In addition to the limitation of exposure set by the ground speed of the plane another limitation is set by the vibration of the camera. This may be caused either by the motor, or by the elastic reactions of the plane members to the strains of flight. Unlike the movement of the image due to the simple motion of the plane, movements due to vibration may be eliminated by proper anti-vibrational mounting of the camera.

The effect of vibration may show as an indistinctness of the whole image—this is its only effect with a between-the-lens shutter—or as a band or bands of indistinctness parallel to the curtain opening (Fig. 76). These are due to shocks or short period vibrations during the passage of the focal-plane shutter.

The obvious remedy for vibration troubles is to mount the camera on some elastic, heavily damping support, like sponge rubber or metal springs. Such a mounting should, however, be designed on sound principles derived from a proper analysis of the nature and effect of the possible motions of the camera. Otherwise, the vibrational disturbances may be increased rather than diminished by the camera mount. Such an analysis, based merely on general mechanical principles, shows that all motions of the camera are resolvable into six.

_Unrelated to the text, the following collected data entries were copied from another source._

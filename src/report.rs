use comfy_table::{Attribute, Cell, Color, Table};

use crate::model::{LedgerEntry, SheetInfo};

const RED: Color = Color::Rgb { r: 185, g: 28, b: 28 };
const GREEN: Color = Color::Rgb { r: 4, g: 120, b: 87 };

/// Ledger overview: one row per invoice with its sheet's visibility.
pub fn ledger_table(entries: &[LedgerEntry], sheets: &[SheetInfo], unpaid_only: bool) -> Table {
    let mut table = Table::new();
    table.set_header(vec![
        Cell::new("Invoice"),
        Cell::new("Date"),
        Cell::new("Paid"),
        Cell::new("Sheet"),
    ]);

    let (mut paid_count, mut unpaid_count) = (0, 0);
    for entry in entries {
        if entry.paid {
            paid_count += 1;
        } else {
            unpaid_count += 1;
        }
        if unpaid_only && entry.paid {
            continue;
        }

        let date = entry
            .created
            .map(|d| d.format("%m/%d/%Y").to_string())
            .unwrap_or_default();
        let paid_cell = if entry.paid {
            Cell::new("PAID").fg(GREEN)
        } else {
            Cell::new("UNPAID").fg(RED)
        };
        let name = entry.id.to_string();
        let sheet_cell = match sheets.iter().find(|s| s.name == name) {
            Some(s) if s.hidden => Cell::new("hidden"),
            Some(_) => Cell::new("visible"),
            None => Cell::new("missing").fg(RED).add_attribute(Attribute::Bold),
        };

        table.add_row(vec![Cell::new(entry.id), Cell::new(date), paid_cell, sheet_cell]);
    }

    table.add_row(vec![
        Cell::new("Total").add_attribute(Attribute::Bold),
        Cell::new(""),
        Cell::new(format!("{} paid / {} unpaid", paid_count, unpaid_count)).add_attribute(Attribute::Bold),
        Cell::new(""),
    ]);
    table
}
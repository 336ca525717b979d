//! Scaffolding for a fresh workbook: the summary sheet and a first invoice
//! that later invoices are copied from.

use chrono::NaiveDate;

use crate::config::{SummaryLayout, TemplateLayout};
use crate::error::Result;
use crate::ledger;
use crate::model::{CellAddr, CellValue, InvoiceId};
use crate::period::BillingPeriod;
use crate::settings::KNOWN_KEYS;
use crate::workbook::{LocalWorkbook, Spreadsheet};

/// Adds a hidden summary sheet (settings keys, ledger header) and invoice
/// sheet `1` laid out per `template`, with its ledger row.
pub fn scaffold(book: &mut LocalWorkbook, summary: &SummaryLayout, template: &TemplateLayout, today: NaiveDate) -> Result<()> {
    book.add_sheet(&summary.sheet)?;
    let range = summary.settings_range;
    for (row, key) in range.rows().zip(KNOWN_KEYS) {
        book.set_value(&summary.sheet, CellAddr::new(row, range.start.col), CellValue::text(key))?;
    }
    ledger::write_header(book, summary)?;
    // Exports only ever show invoice sheets.
    book.set_hidden(&summary.sheet, true)?;

    let first = InvoiceId(1);
    let sheet = first.to_string();
    book.add_sheet(&sheet)?;
    book.set_value(&sheet, CellAddr::new(1, 1), CellValue::text("INVOICE"))?;
    for (_, field) in template.fields() {
        if let Some(label) = &field.label {
            book.set_value(&sheet, label.cell, CellValue::text(label.text.as_str()))?;
        }
    }

    let period = BillingPeriod::previous_month(today);
    book.set_value(&sheet, template.invoice_id.cell, CellValue::from(first))?;
    book.set_value(&sheet, template.issue_date.cell, CellValue::Date(today))?;
    book.set_value(&sheet, template.period_start.cell, CellValue::Date(period.start))?;
    book.set_value(&sheet, template.period_end.cell, CellValue::Date(period.end))?;

    ledger::append_entry(book, summary, first, today)?;
    Ok(())
}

These are three translational motions, namely, two at right angles in one plane such as the horizontal, and one in the plane at right angles to this (vertical); and three rotational motions, one about each of the above directions of translational motion as an axis (Fig. 77).

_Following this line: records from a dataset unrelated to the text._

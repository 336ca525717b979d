use chrono::NaiveDate;
use tera::Tera;
use tracing::info;

use crate::config::{SummaryLayout, TemplateLayout};
use crate::dispatch::Dispatcher;
use crate::error::Result;
use crate::ledger;
use crate::mail::{MailTransport, Message};
use crate::model::InvoiceId;
use crate::provision::{Provisioned, Provisioner};
use crate::settings::Settings;
use crate::workbook::Spreadsheet;

#[derive(Debug, Clone, PartialEq)]
pub enum RunOutcome {
    Sent { invoice: InvoiceId, message: Message },
    Skipped { sheet_count: usize, cap: u32 },
}

/// One monthly invocation: provision the next invoice, then send it.
pub struct MonthlyRun<'a> {
    pub settings: &'a Settings,
    pub summary: &'a SummaryLayout,
    pub template: &'a TemplateLayout,
    pub templates: &'a Tera,
}

impl MonthlyRun<'_> {
    pub fn execute(&self, book: &mut dyn Spreadsheet, mailer: &dyn MailTransport, today: NaiveDate) -> Result<RunOutcome> {
        let provisioner = Provisioner::new(self.settings, self.summary, self.template);
        let invoice = match provisioner.provision(book, today)? {
            Provisioned::Created(invoice) => invoice,
            Provisioned::Skipped { sheet_count, cap } => return Ok(RunOutcome::Skipped { sheet_count, cap }),
        };

        // Read after provisioning so the new row is included.
        let paid = ledger::paid_invoice_ids(&ledger::read_entries(book, self.summary)?);
        info!(paid = ?paid, "paid invoices stay hidden after sending");

        let dispatcher = Dispatcher::new(self.settings, self.templates);
        let message = dispatcher.send_invoice(
            invoice.period.end,
            invoice.id,
            book,
            &invoice.earlier_sheets,
            &paid,
            mailer,
        )?;
        Ok(RunOutcome::Sent {
            invoice: invoice.id,
            message,
        })
    }
}
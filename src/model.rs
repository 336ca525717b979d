use std::fmt;
use std::str::FromStr;
use std::sync::OnceLock;

use chrono::NaiveDate;
use regex::Regex;
use serde::{Deserialize, Serialize};

use crate::error::{InvoiceError, Result};

/// Typed value stored in a workbook cell.
#[derive(Debug, Serialize, Deserialize, Clone, PartialEq, Default)]
#[serde(tag = "type", content = "value", rename_all = "snake_case")]
pub enum CellValue {
    #[default]
    Empty,
    Text(String),
    Number(f64),
    Bool(bool),
    Date(NaiveDate),
}

impl CellValue {
    pub fn text(s: impl Into<String>) -> Self {
        CellValue::Text(s.into())
    }

    pub fn is_empty(&self) -> bool {
        match self {
            CellValue::Empty => true,
            CellValue::Text(s) => s.trim().is_empty(),
            _ => false,
        }
    }

    /// Spreadsheet truthiness, used for the ledger's paid column.
    /// Checkbox cells hold booleans, but hand-typed "TRUE" or 1 count too.
    pub fn is_truthy(&self) -> bool {
        match self {
            CellValue::Bool(b) => *b,
            CellValue::Number(n) => *n != 0.0,
            CellValue::Text(s) => s.trim().eq_ignore_ascii_case("true"),
            CellValue::Date(_) | CellValue::Empty => false,
        }
    }

    /// Whole, non-negative numbers (or text holding one) as an integer.
    pub fn as_u32(&self) -> Option<u32> {
        match self {
            CellValue::Number(n) if n.fract() == 0.0 && *n >= 0.0 && *n <= f64::from(u32::MAX) => {
                Some(*n as u32)
            }
            CellValue::Text(s) => s.trim().parse().ok(),
            _ => None,
        }
    }

    pub fn as_date(&self) -> Option<NaiveDate> {
        match self {
            CellValue::Date(d) => Some(*d),
            _ => None,
        }
    }

    /// Parse a user-typed value: integers become numbers, TRUE/FALSE booleans,
    /// anything else text.
    pub fn parse_input(raw: &str) -> Self {
        let trimmed = raw.trim();
        if trimmed.is_empty() {
            return CellValue::Empty;
        }
        if let Ok(n) = trimmed.parse::<i64>() {
            return CellValue::Number(n as f64);
        }
        if trimmed.eq_ignore_ascii_case("true") {
            return CellValue::Bool(true);
        }
        if trimmed.eq_ignore_ascii_case("false") {
            return CellValue::Bool(false);
        }
        CellValue::Text(raw.to_string())
    }
}

impl fmt::Display for CellValue {
    fn fmt(&self, f: &mut fmt::Formatter<'_>) -> fmt::Result {
        match self {
            CellValue::Empty => Ok(()),
            CellValue::Text(s) => f.write_str(s),
            // Avoid ".0" suffix for whole numbers
            CellValue::Number(n) if n.fract() == 0.0 => write!(f, "{}", *n as i64),
            CellValue::Number(n) => write!(f, "{}", n),
            CellValue::Bool(b) => f.write_str(if *b { "TRUE" } else { "FALSE" }),
            CellValue::Date(d) => write!(f, "{}", d.format("%m/%d/%Y")),
        }
    }
}

impl From<&str> for CellValue {
    fn from(s: &str) -> Self {
        CellValue::Text(s.to_string())
    }
}

impl From<NaiveDate> for CellValue {
    fn from(d: NaiveDate) -> Self {
        CellValue::Date(d)
    }
}

impl From<bool> for CellValue {
    fn from(b: bool) -> Self {
        CellValue::Bool(b)
    }
}

impl From<InvoiceId> for CellValue {
    fn from(id: InvoiceId) -> Self {
        CellValue::Number(f64::from(id.0))
    }
}

fn a1_pattern() -> &'static Regex {
    static PATTERN: OnceLock<Regex> = OnceLock::new();
    PATTERN.get_or_init(|| Regex::new(r"^([A-Za-z]{1,3})([1-9][0-9]{0,6})$").expect("valid A1 pattern"))
}

/// A1-style cell address. Row and column are both 1-based (`A1` is `(1, 1)`).
#[derive(Debug, Clone, Copy, PartialEq, Eq, Hash, PartialOrd, Ord, Serialize, Deserialize)]
#[serde(try_from = "String", into = "String")]
pub struct CellAddr {
    pub row: u32,
    pub col: u32,
}

impl CellAddr {
    pub const fn new(row: u32, col: u32) -> Self {
        CellAddr { row, col }
    }
}

/// Column letters for a 1-based column index: 1=A, 26=Z, 27=AA.
pub fn col_to_letters(col: u32) -> String {
    let mut result = String::new();
    let mut n = col;
    while n > 0 {
        let rem = (n - 1) % 26;
        result.insert(0, (b'A' + rem as u8) as char);
        n = (n - 1) / 26;
    }
    result
}

impl fmt::Display for CellAddr {
    fn fmt(&self, f: &mut fmt::Formatter<'_>) -> fmt::Result {
        write!(f, "{}{}", col_to_letters(self.col), self.row)
    }
}

impl FromStr for CellAddr {
    type Err = InvoiceError;

    fn from_str(s: &str) -> Result<Self> {
        let caps = a1_pattern()
            .captures(s.trim())
            .ok_or_else(|| InvoiceError::InvalidAddress(s.to_string()))?;
        let col = caps[1]
            .to_ascii_uppercase()
            .bytes()
            .fold(0u32, |acc, b| acc * 26 + u32::from(b - b'A' + 1));
        let row = caps[2]
            .parse()
            .map_err(|_| InvoiceError::InvalidAddress(s.to_string()))?;
        Ok(CellAddr { row, col })
    }
}

impl TryFrom<String> for CellAddr {
    type Error = InvoiceError;

    fn try_from(s: String) -> Result<Self> {
        s.parse()
    }
}

impl From<CellAddr> for String {
    fn from(addr: CellAddr) -> Self {
        addr.to_string()
    }
}

/// Rectangular A1 range such as `A2:B8`, corners inclusive.
#[derive(Debug, Clone, Copy, PartialEq, Eq, Serialize, Deserialize)]
#[serde(try_from = "String", into = "String")]
pub struct CellRange {
    pub start: CellAddr,
    pub end: CellAddr,
}

impl CellRange {
    pub fn new(start: CellAddr, end: CellAddr) -> Self {
        CellRange {
            start: CellAddr::new(start.row.min(end.row), start.col.min(end.col)),
            end: CellAddr::new(start.row.max(end.row), start.col.max(end.col)),
        }
    }

    pub fn rows(&self) -> std::ops::RangeInclusive<u32> {
        self.start.row..=self.end.row
    }

    pub fn cols(&self) -> std::ops::RangeInclusive<u32> {
        self.start.col..=self.end.col
    }

    pub fn width(&self) -> u32 {
        self.end.col - self.start.col + 1
    }
}

impl fmt::Display for CellRange {
    fn fmt(&self, f: &mut fmt::Formatter<'_>) -> fmt::Result {
        write!(f, "{}:{}", self.start, self.end)
    }
}

impl FromStr for CellRange {
    type Err = InvoiceError;

    fn from_str(s: &str) -> Result<Self> {
        let (start, end) = s
            .split_once(':')
            .ok_or_else(|| InvoiceError::InvalidRange(s.to_string()))?;
        let start: CellAddr = start.parse().map_err(|_| InvoiceError::InvalidRange(s.to_string()))?;
        let end: CellAddr = end.parse().map_err(|_| InvoiceError::InvalidRange(s.to_string()))?;
        Ok(CellRange::new(start, end))
    }
}

impl TryFrom<String> for CellRange {
    type Error = InvoiceError;

    fn try_from(s: String) -> Result<Self> {
        s.parse()
    }
}

impl From<CellRange> for String {
    fn from(range: CellRange) -> Self {
        range.to_string()
    }
}

/// Data validation rules the backend can attach to a cell.
#[derive(Debug, Serialize, Deserialize, Clone, Copy, PartialEq, Eq)]
#[serde(rename_all = "snake_case")]
pub enum Validation {
    Checkbox,
}

/// Sequential invoice number. Doubles as the invoice sheet's name.
#[derive(Debug, Clone, Copy, PartialEq, Eq, Hash, PartialOrd, Ord, Serialize, Deserialize)]
pub struct InvoiceId(pub u32);

impl fmt::Display for InvoiceId {
    fn fmt(&self, f: &mut fmt::Formatter<'_>) -> fmt::Result {
        write!(f, "{}", self.0)
    }
}

impl FromStr for InvoiceId {
    type Err = std::num::ParseIntError;

    fn from_str(s: &str) -> std::result::Result<Self, Self::Err> {
        s.trim().parse().map(InvoiceId)
    }
}

/// Name and visibility of one sheet, in workbook order.
#[derive(Debug, Clone, PartialEq, Eq)]
pub struct SheetInfo {
    pub name: String,
    pub hidden: bool,
}

/// One ledger row on the summary sheet.
#[derive(Debug, Clone, PartialEq)]
pub struct LedgerEntry {
    pub id: InvoiceId,
    pub created: Option<NaiveDate>,
    pub paid: bool,
    /// 1-based sheet row the entry lives on.
    pub row: u32,
}

/// A rendered document ready to be attached to a message.
#[derive(Debug, Clone, PartialEq, Eq)]
pub struct Attachment {
    pub name: String,
    pub mime: String,
    pub bytes: Vec<u8>,
}

#[cfg(test)]
mod tests {
    use super::*;

    #[test]
    fn parses_and_prints_a1_addresses() {
        let addr: CellAddr = "E3".parse().unwrap();
        assert_eq!(addr, CellAddr::new(3, 5));
        assert_eq!(addr.to_string(), "E3");

        let wide: CellAddr = "aa100".parse().unwrap();
        assert_eq!(wide, CellAddr::new(100, 27));
        assert_eq!(wide.to_string(), "AA100");
    }

    #[test]
    fn rejects_malformed_addresses() {
        assert!("3E".parse::<CellAddr>().is_err());
        assert!("A0".parse::<CellAddr>().is_err());
        assert!("".parse::<CellAddr>().is_err());
        assert!("A1:B2".parse::<CellAddr>().is_err());
    }

    #[test]
    fn range_normalises_corners() {
        let range: CellRange = "B8:A2".parse().unwrap();
        assert_eq!(range.to_string(), "A2:B8");
        assert_eq!(range.width(), 2);
        assert_eq!(range.rows().count(), 7);
    }

    #[test]
    fn paid_column_truthiness() {
        assert!(CellValue::Bool(true).is_truthy());
        assert!(!CellValue::Bool(false).is_truthy());
        assert!(CellValue::text("TRUE").is_truthy());
        assert!(!CellValue::text("FALSE").is_truthy());
        assert!(CellValue::Number(1.0).is_truthy());
        assert!(!CellValue::Empty.is_truthy());
    }

    #[test]
    fn whole_numbers_display_without_fraction() {
        assert_eq!(CellValue::Number(7.0).to_string(), "7");
        assert_eq!(CellValue::Number(7.5).to_string(), "7.5");
        assert_eq!(CellValue::parse_input("12"), CellValue::Number(12.0));
        assert_eq!(CellValue::parse_input("a@b.c"), CellValue::text("a@b.c"));
    }
}
//! Creating the next invoice sheet and its ledger row.

use chrono::NaiveDate;
use tracing::info;

use crate::config::{SummaryLayout, TemplateLayout};
use crate::error::{InvoiceError, Result};
use crate::ledger;
use crate::model::{CellValue, InvoiceId, SheetInfo};
use crate::period::BillingPeriod;
use crate::settings::Settings;
use crate::workbook::Spreadsheet;

#[derive(Debug, Clone, PartialEq)]
pub struct NewInvoice {
    pub id: InvoiceId,
    pub sheet: String,
    pub issued: NaiveDate,
    pub period: BillingPeriod,
    pub ledger_row: u32,
    /// Invoice sheets that existed before this one, in workbook order.
    pub earlier_sheets: Vec<String>,
}

#[derive(Debug, Clone, PartialEq)]
pub enum Provisioned {
    Created(NewInvoice),
    /// `MAX_INVOICES` reached; nothing was touched.
    Skipped { sheet_count: usize, cap: u32 },
}

/// Invoice sheets are every sheet except the summary sheet.
pub fn invoice_sheets(sheets: &[SheetInfo], summary: &SummaryLayout) -> Vec<String> {
    sheets
        .iter()
        .filter(|s| s.name != summary.sheet)
        .map(|s| s.name.clone())
        .collect()
}

pub struct Provisioner<'a> {
    pub settings: &'a Settings,
    pub summary: &'a SummaryLayout,
    pub template: &'a TemplateLayout,
}

impl<'a> Provisioner<'a> {
    pub fn new(settings: &'a Settings, summary: &'a SummaryLayout, template: &'a TemplateLayout) -> Self {
        Provisioner {
            settings,
            summary,
            template,
        }
    }

    /// Duplicates the latest invoice sheet into invoice `ledger rows + 1`,
    /// stamps the template fields and records the ledger row.
    pub fn provision(&self, book: &mut dyn Spreadsheet, today: NaiveDate) -> Result<Provisioned> {
        let sheets = book.sheets();
        if !sheets.iter().any(|s| s.name == self.summary.sheet) {
            return Err(InvoiceError::SheetNotFound(self.summary.sheet.clone()));
        }

        // The sheet count includes the summary sheet.
        let sheet_count = sheets.len();
        if let Some(cap) = self.settings.max_invoices {
            if sheet_count > cap as usize {
                info!(cap, sheet_count, "Already generated {} invoices...skipping this invoice", cap);
                return Ok(Provisioned::Skipped { sheet_count, cap });
            }
        }

        let earlier_sheets = invoice_sheets(&sheets, self.summary);
        let source = earlier_sheets.last().cloned().ok_or(InvoiceError::NoTemplate)?;
        let entries = ledger::read_entries(book, self.summary)?;
        if entries.len() != earlier_sheets.len() {
            return Err(InvoiceError::LedgerOutOfSync {
                ledger_rows: entries.len(),
                invoice_sheets: earlier_sheets.len(),
            });
        }
        self.template.validate(book, &source)?;

        let id = InvoiceId(entries.len() as u32 + 1);
        let name = id.to_string();
        if book.has_sheet(&name) {
            return Err(InvoiceError::SheetExists(name));
        }
        info!(%id, source = %source, "Generating invoice {}", id);

        let copy = book.duplicate_sheet(&source)?;
        book.set_hidden(&copy, false)?;
        book.rename_sheet(&copy, &name)?;

        let period = BillingPeriod::previous_month(today);
        book.set_value(&name, self.template.invoice_id.cell, CellValue::from(id))?;
        book.set_value(&name, self.template.issue_date.cell, CellValue::Date(today))?;
        book.set_value(&name, self.template.period_start.cell, CellValue::Date(period.start))?;
        book.set_value(&name, self.template.period_end.cell, CellValue::Date(period.end))?;

        let ledger_row = ledger::append_entry(book, self.summary, id, today)?;

        Ok(Provisioned::Created(NewInvoice {
            id,
            sheet: name,
            issued: today,
            period,
            ledger_row,
            earlier_sheets,
        }))
    }
}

Fig. 76. - Captured German photograph, showing zones of poor definition due to vibration during passage of focal plane shutter aperture.

Brief consideration will show that only the latter—the rotational motions—are of any importance when the small displacements due to vibration are in question. To illustrate the negligible effect of vibrations which merely move the camera parallel to itself in any direction it is only necessary to imagine the camera moved parallel to the ground through a large distance, such as 10 centimeters. Now 10 centimeters motion of the camera at 3000 meters elevation means, with a 25 centimeter camera lens, motion on the plate, which would be only a tenth the distance separable by a good lens. If we reduce this motion to the small fraction of a centimeter which vibration would actually produce, it is evident that such vibration is of absolutely no importance. Similarly, if we imagine the camera, under the same conditions, moved vertically with reference to the ground by ten centimeters, the scale of the picture would merely be changed by 1 210 0 or by yfoT centimeter on a 12 centimeter plate, again quite negligible.

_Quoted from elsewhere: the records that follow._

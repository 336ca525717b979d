use std::path::{Path, PathBuf};

use anyhow::{Context, Result, bail};
use chrono::{Local, NaiveDate};
use clap::{CommandFactory, Parser, Subcommand};
use inquire::{Select, Text};
use tracing_subscriber::EnvFilter;

use invoice_mailer::config::{AppConfig, MailConfig, RenderKind, default_config_path};
use invoice_mailer::mail::{HttpMailer, MailTransport, OutboxMailer};
use invoice_mailer::render::{Renderer, TextRenderer, TypstRenderer, load_templates};
use invoice_mailer::settings::{KNOWN_KEYS, setting_value, write_setting};
use invoice_mailer::workbook::WorkbookDoc;
use invoice_mailer::{
    InvoiceId, LocalWorkbook, MonthlyRun, RunOutcome, Settings, Spreadsheet, init, ledger, report,
};

// ==========================================
// CLI
// ==========================================

#[derive(Parser)]
#[command(name = "invoice-mailer", version, about = "Generate last month's invoice and mail it")]
struct Cli {
    /// Path to settings.toml (defaults to the platform config directory)
    #[arg(long, global = true)]
    config: Option<PathBuf>,

    #[command(subcommand)]
    command: Option<Commands>,
}

#[derive(Subcommand)]
enum Commands {
    /// Generate the invoice for the previous month and mail it
    Run {
        /// Pretend today is this date (YYYY-MM-DD)
        #[arg(long)]
        date: Option<NaiveDate>,
    },
    /// Create a new workbook with a summary sheet and invoice 1
    Init {
        /// Replace an existing workbook
        #[arg(long)]
        force: bool,
    },
    /// Write a value into the settings block (EMAIL_TO, SUBJECT_PREFIX, ...)
    Setting { key: String, value: String },
    /// Mark invoice as PAID (stays hidden after the next run)
    Pay { id: Option<u32> },
    /// Revert invoice to UNPAID
    Unpay { id: Option<u32> },
    /// Show the invoice ledger
    Summary {
        /// Only list unpaid invoices
        #[arg(long)]
        unpaid: bool,
    },
    /// Configure data directory
    Config,
}

// ==========================================
// Main Function
// ==========================================

fn main() -> Result<()> {
    tracing_subscriber::fmt()
        .with_env_filter(EnvFilter::try_from_default_env().unwrap_or_else(|_| EnvFilter::new("info")))
        .with_writer(std::io::stderr)
        .init();

    let cli = Cli::parse();
    let config_path = cli.config.unwrap_or_else(default_config_path);

    let Some(command) = cli.command else {
        Cli::command().print_help()?;
        return Ok(());
    };

    match command {
        Commands::Run { date } => {
            let today = date.unwrap_or_else(|| Local::now().date_naive());
            run_monthly(&load_config(&config_path)?, today)?;
        }
        Commands::Init { force } => {
            init_workbook(&load_config(&config_path)?, force)?;
        }
        Commands::Setting { key, value } => {
            let config = load_config(&config_path)?;
            let mut book = open_workbook(&config)?;
            if !KNOWN_KEYS.contains(&key.as_str()) {
                println!("⚠️  {} is not a known setting ({}), writing it anyway.", key, KNOWN_KEYS.join(", "));
            }
            let cell = write_setting(&mut book, &config.summary, &key, setting_value(&key, &value))?;
            println!("✅ {} written to {}!{}", key, config.summary.sheet, cell);
        }
        Commands::Pay { id } => {
            // true = Mark as Paid (offers only unpaid)
            change_invoice_status(&load_config(&config_path)?, true, id)?;
        }
        Commands::Unpay { id } => {
            // false = Mark as Unpaid (offers only paid)
            change_invoice_status(&load_config(&config_path)?, false, id)?;
        }
        Commands::Summary { unpaid } => {
            show_summary(&load_config(&config_path)?, unpaid)?;
        }
        Commands::Config => {
            setup_config_wizard(&config_path)?;
        }
    }
    Ok(())
}

// ==========================================
// 1. Monthly Run
// ==========================================

fn run_monthly(config: &AppConfig, today: NaiveDate) -> Result<()> {
    let mut book = open_workbook(config)?;
    let settings = Settings::load(&book, &config.summary).context("Failed to load settings from the summary sheet")?;
    let templates = load_templates(&config.templates_dir())?;
    let mailer = build_mailer(config)?;

    let run = MonthlyRun {
        settings: &settings,
        summary: &config.summary,
        template: &config.template,
        templates: &templates,
    };

    match run.execute(&mut book, mailer.as_ref(), today)? {
        RunOutcome::Sent { invoice, message } => {
            println!("✅ Invoice {} sent to {}", invoice, message.to);
            println!("   Subject: {}", message.subject);
            for attachment in &message.attachments {
                println!("   📎 {} ({} bytes)", attachment.name, attachment.bytes.len());
            }
        }
        RunOutcome::Skipped { cap, .. } => {
            println!("⏭️  Already generated {} invoices...skipping this invoice", cap);
        }
    }
    Ok(())
}

// ==========================================
// 2. Workbook Setup
// ==========================================

fn init_workbook(config: &AppConfig, force: bool) -> Result<()> {
    let path = config.workbook_path();
    let mut book = LocalWorkbook::create(&path, WorkbookDoc::default(), build_renderer(config)?, force)?;
    init::scaffold(&mut book, &config.summary, &config.template, Local::now().date_naive())?;
    load_templates(&config.templates_dir())?;

    println!("✅ Workbook created: {}", path.display());
    println!("💡 Next, fill in the settings:");
    for key in KNOWN_KEYS {
        println!("   invoice-mailer setting {} <value>", key);
    }
    Ok(())
}

fn open_workbook(config: &AppConfig) -> Result<LocalWorkbook> {
    let path = config.workbook_path();
    if !path.exists() {
        bail!("No workbook at {}. Run `invoice-mailer init` first.", path.display());
    }
    LocalWorkbook::open(&path, build_renderer(config)?)
        .with_context(|| format!("Failed to open workbook {}", path.display()))
}

fn build_renderer(config: &AppConfig) -> Result<Box<dyn Renderer>> {
    let renderer: Box<dyn Renderer> = match config.render.kind {
        RenderKind::Typst => Box::new(TypstRenderer::new(
            load_templates(&config.templates_dir())?,
            config.output_dir(),
        )),
        RenderKind::Text => Box::new(TextRenderer),
    };
    Ok(renderer)
}

fn build_mailer(config: &AppConfig) -> Result<Box<dyn MailTransport>> {
    let mailer: Box<dyn MailTransport> = match &config.mail {
        MailConfig::Outbox { .. } => Box::new(OutboxMailer::new(config.outbox_dir())),
        MailConfig::Http { endpoint, token_env } => Box::new(HttpMailer::from_env(endpoint, token_env)?),
    };
    Ok(mailer)
}

// ==========================================
// 3. Pay / Unpay Logic
// ==========================================

fn change_invoice_status(config: &AppConfig, target_paid: bool, id: Option<u32>) -> Result<()> {
    let mut book = open_workbook(config)?;

    let id = match id {
        Some(id) => InvoiceId(id),
        None => {
            let candidates: Vec<String> = ledger::read_entries(&book, &config.summary)?
                .into_iter()
                .filter(|e| e.paid != target_paid)
                .map(|e| match e.created {
                    Some(date) => format!("{} | {}", e.id, date.format("%m/%d/%Y")),
                    None => e.id.to_string(),
                })
                .collect();

            if candidates.is_empty() {
                println!("❌ No matching invoices found.");
                return Ok(());
            }

            let action_name = if target_paid { "Mark as PAID" } else { "Mark as UNPAID" };
            match Select::new(&format!("Select Invoice to {}:", action_name), candidates)
                .with_page_size(10)
                .prompt()
            {
                Ok(choice) => {
                    let raw = choice.split(" | ").next().unwrap_or_default();
                    raw.parse::<InvoiceId>().with_context(|| format!("Unexpected selection {:?}", choice))?
                }
                Err(_) => {
                    println!("Cancelled");
                    return Ok(());
                }
            }
        }
    };

    ledger::set_paid(&mut book, &config.summary, id, target_paid)?;
    let status = if target_paid { "PAID" } else { "UNPAID" };
    println!("✅ Invoice {} marked as {}. Visibility updates on the next run.", id, status);
    Ok(())
}

// ==========================================
// 4. Summary
// ==========================================

fn show_summary(config: &AppConfig, unpaid_only: bool) -> Result<()> {
    let book = open_workbook(config)?;
    let entries = ledger::read_entries(&book, &config.summary)?;
    if entries.is_empty() {
        println!("No invoices found.");
        return Ok(());
    }
    let table = report::ledger_table(&entries, &book.sheets(), unpaid_only);
    println!("\n--- Invoice Ledger ({}) ---", config.workbook_path().display());
    println!("{table}");
    Ok(())
}

// ==========================================
// 5. Config
// ==========================================

fn load_config(path: &Path) -> Result<AppConfig> {
    match AppConfig::load(path).with_context(|| format!("Failed to read {}", path.display()))? {
        Some(config) => Ok(config),
        None => setup_config_wizard(path),
    }
}

fn setup_config_wizard(path: &Path) -> Result<AppConfig> {
    println!("\n⚙️  --- Configuration Setup ---");
    let current = AppConfig::load(path).ok().flatten();
    let default_val = current
        .as_ref()
        .map(|c| c.data_root.clone())
        .unwrap_or_else(|| "~/Documents/Invoices".to_string());

    let data_root = Text::new("Enter Root Data Directory:").with_default(&default_val).prompt()?;

    let config = match current {
        Some(mut config) => {
            config.data_root = data_root;
            config
        }
        None => AppConfig::new(data_root),
    };
    config.save(path)?;
    println!("✅ Settings saved to {}", path.display());
    Ok(config)
}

When we consider motions of rotation, however, the case is quite different. If the camera is mounted so that the effect of any vibration is to rotate it around a horizontal axis, this is exactly equivalent to rotating the beam of light from the lens so that it sweeps across the plate. Thus a millimeter displacement of the lens of the camera with the plate remaining fixed gives approximately a millimeter motion of the image. Consequently, a rotation producing only a fraction of a millimeter's relative motion of lens and plate during the period the curtain aperture is over a given point would cause fatal blurring—and the visible vibration of plane longerons and cross members is easily of half millimeter amplitude or more. Reduced to angular units it is easily shown that a rotation of one degree per second—which is quite slow as plane oscillations go—is beyond the limits of toleration. Translational motions of large amplitude may be allowed, but the mounting of the camera must not permit these translations to be at all different for different parts of the camera.

The proper way to eliminate vibrational effects is to devise a mounting that will transmit only the translational shocks or that will transform the rotational ones into translations. Platforms pivoted and cross-linked so as to be free to move only parallel to themselves (described in the next chapter) represent one attempt to reach this result. Quite the simplest and most scientific form of mounting to achieve this end is to support the camera solely in the plane of the center of gravity. The principle here involved is easily grasped if we note that when we jar a camera supported above or below its center of gravity, the effect is to start the camera vibrating with the center of gravity oscillating pendulum-like about the point of support. The closer the center of gravity to the center of support, the smaller the moment of the body about the latter point.

Fig. 77. - Diagram showing possible motions of the airplane camera: three of translation and three of rotation, and their combinations.